RE: URI thoughts from Eric Neumann on 2006-06-21 (public-semweb-lifesci@w3.org from June 2006)

From: Eric Neumann <eneumann@teranode.com>
Date: Wed, 21 Jun 2006 09:32:14 -0400
To: "Chimezie Ogbuji" <ogbujic@bio.ri.ccf.org>, "Xiaoshu Wang" <wangxiao@musc.edu>
cc: "w3c semweb hcls" <public-semweb-lifesci@w3.org>
Message-ID: <8f68c7ad4a3a103621f28bdea687dda4@teranode.com>
Xiaoshu ,

Hmmm... I see a possible reason why SW is often hard to understand from 
a data provider point of view....

Authority is the organization that has published annotated data, such 
as NCBI or SwissProt. For the foreseeable future, they will be 
responsible for curating and managing some subset of the RDF graph for 
data records. Dereferencing in my opinion, should alsways defer to the 
authority site responsible for the base data.

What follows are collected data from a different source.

//! Ambient tuning knobs for header sync and misbehavior scoring. Every
//! number here is safe to vary between nodes without a network split,
//! unlike [`crate::consensus::ConsensusParams`].

use std::time::Duration;

use primitive_types::U256;

/// Misbehavior points awarded per spec §4.7. A score reaching
/// [`HeaderSyncConfig::ban_threshold`] disconnects and discourages the peer.
#[derive(Debug, Clone, Copy)]
pub struct MisbehaviorPoints {
    pub oversized_message: u32,
    pub non_continuous_headers: u32,
    pub invalid_pow: u32,
    pub too_many_orphans: u32,
    pub too_many_unconnecting: u32,
    pub low_work_headers: u32,
}

impl Default for MisbehaviorPoints {
    fn default() -> Self {
        Self {
            oversized_message: 20,
            non_continuous_headers: 20,
            invalid_pow: 100,
            too_many_orphans: 100,
            too_many_unconnecting: 100,
            low_work_headers: 10,
        }
    }
}

#[derive(Debug, Clone)]
pub struct HeaderSyncConfig {
    /// Max headers accepted in a single `headers` message (spec §6.5).
    pub max_headers_per_message: usize,
    /// Misbehavior point values (spec §4.7).
    pub points: MisbehaviorPoints,
    /// Score at or above which a peer is disconnected and discouraged.
    pub ban_threshold: u32,
    /// How long a banned peer is discouraged for.
    pub discouragement_period: Duration,
    /// `unconnecting_headers_count` threshold that triggers
    /// `too_many_unconnecting` (spec §4.7).
    pub unconnecting_limit: u32,
    /// Amount `unconnecting_headers_count` decays by (not resets) on every
    /// successful non-orphan accept.
    pub unconnecting_decay: u32,
    /// Below this accumulated difficulty, a non-initial-sync node treats an
    /// incoming batch as low-work spam (SPEC_FULL §2).
    pub minimum_chain_work: U256,
    /// Seconds of inactivity after a `getheaders` before the sync peer
    /// slot is cleared (spec §4.7).
    pub sync_peer_timeout: Duration,
}

impl Default for HeaderSyncConfig {
    fn default() -> Self {
        Self {
            max_headers_per_message: 2000,
            points: MisbehaviorPoints::default(),
            ban_threshold: 100,
            discouragement_period: Duration::from_secs(24 * 60 * 60),
            unconnecting_limit: 10,
            unconnecting_decay: 2,
            minimum_chain_work: U256::zero(),
            sync_peer_timeout: Duration::from_secs(60),
        }
    }
}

If you or someone adds a new property to their base graph, the basic 
RDF model will allow merging, but that will not prevent 
inconsistencies( or "opinions") from being added. We will eventually 
have to address these issues of provenance, and there are several 
possible ways forwards here. But by dereferencing a Entrez Gene data 
record, I should get back only that part of the graph that NCBI Entrez 
is responsible for. Outside references and annotations could be 
discovered/aggregated by specific services, such as a DAS-like 
(distributed annotation server) model.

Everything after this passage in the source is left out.